• [EXERCISE]:
Your answer should be the exact lines of the data below from the one containing "The simulation-type identifier" through the one containing "use crate::mac::Mac;"; please include nothing else.

• [EXTRACTED RECORDS]:
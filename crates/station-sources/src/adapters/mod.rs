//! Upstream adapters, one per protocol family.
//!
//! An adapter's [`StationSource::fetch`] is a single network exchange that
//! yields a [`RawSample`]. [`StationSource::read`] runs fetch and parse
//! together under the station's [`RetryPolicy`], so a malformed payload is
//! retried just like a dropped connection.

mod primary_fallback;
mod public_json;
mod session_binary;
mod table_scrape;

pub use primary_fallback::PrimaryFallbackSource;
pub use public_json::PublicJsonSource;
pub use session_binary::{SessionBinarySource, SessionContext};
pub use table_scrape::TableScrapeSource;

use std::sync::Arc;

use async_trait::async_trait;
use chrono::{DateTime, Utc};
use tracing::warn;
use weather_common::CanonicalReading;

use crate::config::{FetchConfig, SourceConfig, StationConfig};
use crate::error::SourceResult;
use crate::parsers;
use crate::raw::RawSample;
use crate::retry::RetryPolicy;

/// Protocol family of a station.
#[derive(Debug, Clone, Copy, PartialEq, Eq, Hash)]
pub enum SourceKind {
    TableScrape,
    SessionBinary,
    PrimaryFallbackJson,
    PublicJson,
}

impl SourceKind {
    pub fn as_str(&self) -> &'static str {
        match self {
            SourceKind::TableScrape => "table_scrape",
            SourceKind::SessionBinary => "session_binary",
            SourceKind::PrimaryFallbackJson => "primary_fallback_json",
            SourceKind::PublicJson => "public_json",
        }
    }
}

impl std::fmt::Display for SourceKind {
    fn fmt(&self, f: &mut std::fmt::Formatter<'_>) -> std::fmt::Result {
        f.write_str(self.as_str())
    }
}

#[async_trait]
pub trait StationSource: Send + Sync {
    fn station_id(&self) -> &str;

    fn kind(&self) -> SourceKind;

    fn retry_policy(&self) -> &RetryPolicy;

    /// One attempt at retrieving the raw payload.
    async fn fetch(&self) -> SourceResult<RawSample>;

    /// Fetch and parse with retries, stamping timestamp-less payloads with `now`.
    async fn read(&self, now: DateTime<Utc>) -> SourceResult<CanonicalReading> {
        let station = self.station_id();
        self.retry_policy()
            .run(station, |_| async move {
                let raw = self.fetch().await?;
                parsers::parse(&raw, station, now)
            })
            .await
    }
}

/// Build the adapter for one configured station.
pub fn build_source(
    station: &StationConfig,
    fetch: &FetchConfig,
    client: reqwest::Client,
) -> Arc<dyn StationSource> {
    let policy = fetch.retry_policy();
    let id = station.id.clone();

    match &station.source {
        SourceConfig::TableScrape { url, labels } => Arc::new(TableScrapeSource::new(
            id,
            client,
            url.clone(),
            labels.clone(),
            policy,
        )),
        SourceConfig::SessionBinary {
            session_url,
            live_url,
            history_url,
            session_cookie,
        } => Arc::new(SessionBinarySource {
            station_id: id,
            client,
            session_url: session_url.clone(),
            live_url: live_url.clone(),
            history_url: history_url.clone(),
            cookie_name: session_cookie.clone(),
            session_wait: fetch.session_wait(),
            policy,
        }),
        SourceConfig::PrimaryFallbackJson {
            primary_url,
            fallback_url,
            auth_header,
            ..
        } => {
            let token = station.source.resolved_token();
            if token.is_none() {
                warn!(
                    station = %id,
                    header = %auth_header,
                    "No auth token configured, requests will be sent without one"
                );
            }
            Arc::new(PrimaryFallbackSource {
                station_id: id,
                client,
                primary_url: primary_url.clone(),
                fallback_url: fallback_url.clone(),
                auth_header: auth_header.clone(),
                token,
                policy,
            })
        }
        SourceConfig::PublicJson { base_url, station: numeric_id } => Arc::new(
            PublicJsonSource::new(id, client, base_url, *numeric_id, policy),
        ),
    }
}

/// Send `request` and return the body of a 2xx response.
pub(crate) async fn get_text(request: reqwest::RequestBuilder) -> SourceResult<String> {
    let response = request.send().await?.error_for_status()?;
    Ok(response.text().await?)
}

--

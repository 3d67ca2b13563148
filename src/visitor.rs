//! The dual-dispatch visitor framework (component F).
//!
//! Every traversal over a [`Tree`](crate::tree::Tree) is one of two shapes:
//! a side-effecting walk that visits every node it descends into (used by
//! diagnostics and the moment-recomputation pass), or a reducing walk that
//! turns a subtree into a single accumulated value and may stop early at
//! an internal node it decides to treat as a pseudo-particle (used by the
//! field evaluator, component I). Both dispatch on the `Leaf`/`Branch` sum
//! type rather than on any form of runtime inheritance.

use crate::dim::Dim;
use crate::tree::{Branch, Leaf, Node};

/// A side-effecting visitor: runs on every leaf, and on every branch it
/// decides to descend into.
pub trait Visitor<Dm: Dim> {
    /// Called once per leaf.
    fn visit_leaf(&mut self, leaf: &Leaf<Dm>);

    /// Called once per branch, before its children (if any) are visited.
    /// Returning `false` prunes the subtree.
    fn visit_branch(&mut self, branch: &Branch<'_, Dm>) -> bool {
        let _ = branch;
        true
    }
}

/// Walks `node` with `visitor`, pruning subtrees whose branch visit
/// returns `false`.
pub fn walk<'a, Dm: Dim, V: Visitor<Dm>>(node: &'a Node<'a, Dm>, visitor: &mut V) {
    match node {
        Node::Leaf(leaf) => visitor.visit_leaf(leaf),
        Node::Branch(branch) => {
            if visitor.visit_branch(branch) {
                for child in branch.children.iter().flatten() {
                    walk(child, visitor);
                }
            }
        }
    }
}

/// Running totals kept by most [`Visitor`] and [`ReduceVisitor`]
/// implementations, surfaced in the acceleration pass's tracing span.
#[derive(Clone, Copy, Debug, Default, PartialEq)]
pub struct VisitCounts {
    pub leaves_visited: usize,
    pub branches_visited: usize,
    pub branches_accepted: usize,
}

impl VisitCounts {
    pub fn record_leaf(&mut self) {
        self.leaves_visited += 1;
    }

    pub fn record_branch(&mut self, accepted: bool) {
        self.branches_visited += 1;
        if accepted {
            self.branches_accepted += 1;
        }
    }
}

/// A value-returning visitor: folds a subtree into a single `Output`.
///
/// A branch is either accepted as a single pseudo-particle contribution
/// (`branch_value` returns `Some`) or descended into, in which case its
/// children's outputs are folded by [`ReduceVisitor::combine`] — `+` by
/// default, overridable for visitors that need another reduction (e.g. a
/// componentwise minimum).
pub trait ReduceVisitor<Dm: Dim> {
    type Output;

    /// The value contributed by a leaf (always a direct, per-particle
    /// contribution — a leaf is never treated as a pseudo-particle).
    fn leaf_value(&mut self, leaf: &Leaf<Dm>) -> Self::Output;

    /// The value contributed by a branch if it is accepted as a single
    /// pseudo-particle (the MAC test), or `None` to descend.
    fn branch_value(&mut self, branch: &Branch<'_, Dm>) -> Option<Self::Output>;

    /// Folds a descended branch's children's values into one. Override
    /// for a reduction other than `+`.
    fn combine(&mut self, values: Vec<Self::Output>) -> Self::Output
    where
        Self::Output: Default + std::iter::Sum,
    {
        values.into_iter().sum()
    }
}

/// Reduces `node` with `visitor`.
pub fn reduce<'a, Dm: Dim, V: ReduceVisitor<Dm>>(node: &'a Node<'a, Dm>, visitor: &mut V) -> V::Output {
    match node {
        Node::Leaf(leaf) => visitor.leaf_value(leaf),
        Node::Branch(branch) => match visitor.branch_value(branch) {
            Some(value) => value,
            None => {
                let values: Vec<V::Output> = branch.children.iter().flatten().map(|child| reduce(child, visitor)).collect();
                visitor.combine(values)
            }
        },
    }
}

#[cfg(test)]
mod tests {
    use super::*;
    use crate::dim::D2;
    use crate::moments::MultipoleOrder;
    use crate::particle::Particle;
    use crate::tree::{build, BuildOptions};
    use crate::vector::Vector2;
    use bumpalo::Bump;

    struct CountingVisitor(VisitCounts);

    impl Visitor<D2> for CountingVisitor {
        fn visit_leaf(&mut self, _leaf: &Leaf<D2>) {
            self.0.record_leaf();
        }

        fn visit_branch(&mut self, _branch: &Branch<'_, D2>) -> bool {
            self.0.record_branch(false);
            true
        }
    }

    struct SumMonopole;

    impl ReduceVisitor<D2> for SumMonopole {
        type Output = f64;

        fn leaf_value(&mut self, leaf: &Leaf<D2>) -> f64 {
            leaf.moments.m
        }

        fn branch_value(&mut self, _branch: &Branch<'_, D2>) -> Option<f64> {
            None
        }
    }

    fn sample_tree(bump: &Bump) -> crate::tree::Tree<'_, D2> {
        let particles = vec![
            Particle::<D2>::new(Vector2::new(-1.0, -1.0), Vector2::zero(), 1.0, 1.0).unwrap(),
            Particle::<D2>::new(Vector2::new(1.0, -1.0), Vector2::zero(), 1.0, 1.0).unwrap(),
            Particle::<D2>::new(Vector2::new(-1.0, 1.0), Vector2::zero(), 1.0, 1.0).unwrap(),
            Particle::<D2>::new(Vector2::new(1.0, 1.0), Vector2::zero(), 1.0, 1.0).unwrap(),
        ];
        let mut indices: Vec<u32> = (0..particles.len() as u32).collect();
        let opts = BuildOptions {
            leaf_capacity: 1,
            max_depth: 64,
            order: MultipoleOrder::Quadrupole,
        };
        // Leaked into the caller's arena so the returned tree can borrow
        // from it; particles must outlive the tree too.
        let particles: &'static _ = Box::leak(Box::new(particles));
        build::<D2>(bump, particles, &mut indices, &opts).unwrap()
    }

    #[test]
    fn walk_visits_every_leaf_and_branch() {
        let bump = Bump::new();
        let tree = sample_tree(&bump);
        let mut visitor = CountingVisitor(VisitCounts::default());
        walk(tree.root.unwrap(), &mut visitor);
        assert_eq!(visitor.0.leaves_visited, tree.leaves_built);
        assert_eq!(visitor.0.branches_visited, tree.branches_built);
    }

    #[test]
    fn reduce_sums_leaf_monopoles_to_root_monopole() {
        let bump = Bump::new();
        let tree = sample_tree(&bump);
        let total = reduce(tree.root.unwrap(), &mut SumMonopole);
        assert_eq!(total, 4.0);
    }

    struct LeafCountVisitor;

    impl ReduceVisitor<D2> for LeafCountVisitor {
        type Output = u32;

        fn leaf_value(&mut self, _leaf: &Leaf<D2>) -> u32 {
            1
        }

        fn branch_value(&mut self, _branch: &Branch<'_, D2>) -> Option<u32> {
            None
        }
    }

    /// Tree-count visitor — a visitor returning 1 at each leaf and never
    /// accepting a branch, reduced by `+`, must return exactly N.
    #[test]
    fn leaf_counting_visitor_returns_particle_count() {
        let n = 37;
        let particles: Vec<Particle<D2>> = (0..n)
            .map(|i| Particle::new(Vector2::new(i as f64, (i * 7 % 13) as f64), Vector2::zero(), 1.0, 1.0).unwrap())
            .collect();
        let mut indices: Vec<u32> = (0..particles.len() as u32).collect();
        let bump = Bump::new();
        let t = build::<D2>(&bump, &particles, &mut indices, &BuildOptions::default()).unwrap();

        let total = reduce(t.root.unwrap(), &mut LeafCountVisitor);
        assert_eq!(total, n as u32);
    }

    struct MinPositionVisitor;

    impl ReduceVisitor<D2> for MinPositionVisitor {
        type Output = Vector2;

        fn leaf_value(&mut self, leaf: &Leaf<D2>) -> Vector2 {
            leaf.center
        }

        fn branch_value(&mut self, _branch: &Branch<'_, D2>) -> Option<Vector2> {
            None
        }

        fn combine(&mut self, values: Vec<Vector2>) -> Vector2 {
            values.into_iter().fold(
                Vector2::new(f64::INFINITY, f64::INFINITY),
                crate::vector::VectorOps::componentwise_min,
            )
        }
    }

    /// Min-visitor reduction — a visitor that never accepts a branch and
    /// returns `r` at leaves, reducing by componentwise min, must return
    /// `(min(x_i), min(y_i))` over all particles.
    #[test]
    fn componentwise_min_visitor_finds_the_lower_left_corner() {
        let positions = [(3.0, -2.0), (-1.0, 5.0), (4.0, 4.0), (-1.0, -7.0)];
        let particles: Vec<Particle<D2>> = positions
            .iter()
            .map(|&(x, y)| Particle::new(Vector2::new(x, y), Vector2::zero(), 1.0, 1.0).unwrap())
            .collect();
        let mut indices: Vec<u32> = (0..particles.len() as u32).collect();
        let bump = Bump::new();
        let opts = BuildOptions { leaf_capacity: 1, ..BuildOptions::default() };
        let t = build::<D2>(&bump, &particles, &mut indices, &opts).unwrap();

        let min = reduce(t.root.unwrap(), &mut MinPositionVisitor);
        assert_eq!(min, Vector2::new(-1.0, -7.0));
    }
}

==

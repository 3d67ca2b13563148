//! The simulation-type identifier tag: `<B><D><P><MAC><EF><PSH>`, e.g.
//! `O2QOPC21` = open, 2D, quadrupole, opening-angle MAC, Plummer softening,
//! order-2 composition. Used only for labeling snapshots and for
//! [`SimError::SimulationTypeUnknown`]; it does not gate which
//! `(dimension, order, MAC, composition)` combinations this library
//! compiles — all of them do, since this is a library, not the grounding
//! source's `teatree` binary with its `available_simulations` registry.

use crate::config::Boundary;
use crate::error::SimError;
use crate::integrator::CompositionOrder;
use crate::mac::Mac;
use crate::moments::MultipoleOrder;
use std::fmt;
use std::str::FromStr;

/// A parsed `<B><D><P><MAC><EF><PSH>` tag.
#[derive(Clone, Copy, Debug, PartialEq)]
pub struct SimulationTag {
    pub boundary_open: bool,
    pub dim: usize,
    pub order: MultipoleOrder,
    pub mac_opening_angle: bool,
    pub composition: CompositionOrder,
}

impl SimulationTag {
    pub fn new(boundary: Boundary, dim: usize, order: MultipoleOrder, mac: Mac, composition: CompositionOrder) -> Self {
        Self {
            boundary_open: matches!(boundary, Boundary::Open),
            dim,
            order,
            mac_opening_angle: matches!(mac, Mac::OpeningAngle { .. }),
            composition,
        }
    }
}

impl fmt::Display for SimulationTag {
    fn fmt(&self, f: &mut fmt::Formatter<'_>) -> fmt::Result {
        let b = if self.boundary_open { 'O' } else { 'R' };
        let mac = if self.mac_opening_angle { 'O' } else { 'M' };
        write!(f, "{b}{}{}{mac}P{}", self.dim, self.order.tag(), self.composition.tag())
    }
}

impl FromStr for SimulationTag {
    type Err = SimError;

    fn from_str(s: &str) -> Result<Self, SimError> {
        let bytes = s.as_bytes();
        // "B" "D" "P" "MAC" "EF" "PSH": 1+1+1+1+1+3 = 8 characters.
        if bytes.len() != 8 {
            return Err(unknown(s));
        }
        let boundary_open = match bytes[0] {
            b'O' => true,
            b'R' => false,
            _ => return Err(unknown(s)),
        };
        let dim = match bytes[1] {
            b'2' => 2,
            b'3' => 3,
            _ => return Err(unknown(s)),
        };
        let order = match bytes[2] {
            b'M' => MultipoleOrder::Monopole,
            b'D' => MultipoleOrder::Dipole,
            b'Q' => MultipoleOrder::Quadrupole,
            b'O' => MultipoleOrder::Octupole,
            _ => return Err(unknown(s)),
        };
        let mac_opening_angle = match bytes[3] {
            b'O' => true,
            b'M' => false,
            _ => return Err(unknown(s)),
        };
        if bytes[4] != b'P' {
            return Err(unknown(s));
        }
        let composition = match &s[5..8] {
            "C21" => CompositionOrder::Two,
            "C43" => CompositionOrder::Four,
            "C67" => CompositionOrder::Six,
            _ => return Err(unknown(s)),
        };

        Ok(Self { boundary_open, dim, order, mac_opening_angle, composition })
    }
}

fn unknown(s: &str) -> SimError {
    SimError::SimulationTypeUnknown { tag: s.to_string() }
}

• [TASK RESPONSE]:
//! The simulation-type identifier tag: `<B><D><P><MAC><EF><PSH>`, e.g.
//! `O2QOPC21` = open, 2D, quadrupole, opening-angle MAC, Plummer softening,
//! order-2 composition. Used only for labeling snapshots and for
//! [`SimError::SimulationTypeUnknown`]; it does not gate which
//! `(dimension, order, MAC, composition)` combinations this library
//! compiles — all of them do, since this is a library, not the grounding
//! source's `teatree` binary with its `available_simulations` registry.

use crate::config::Boundary;
use crate::error::SimError;
use crate::integrator::CompositionOrder;
use crate::mac::Mac;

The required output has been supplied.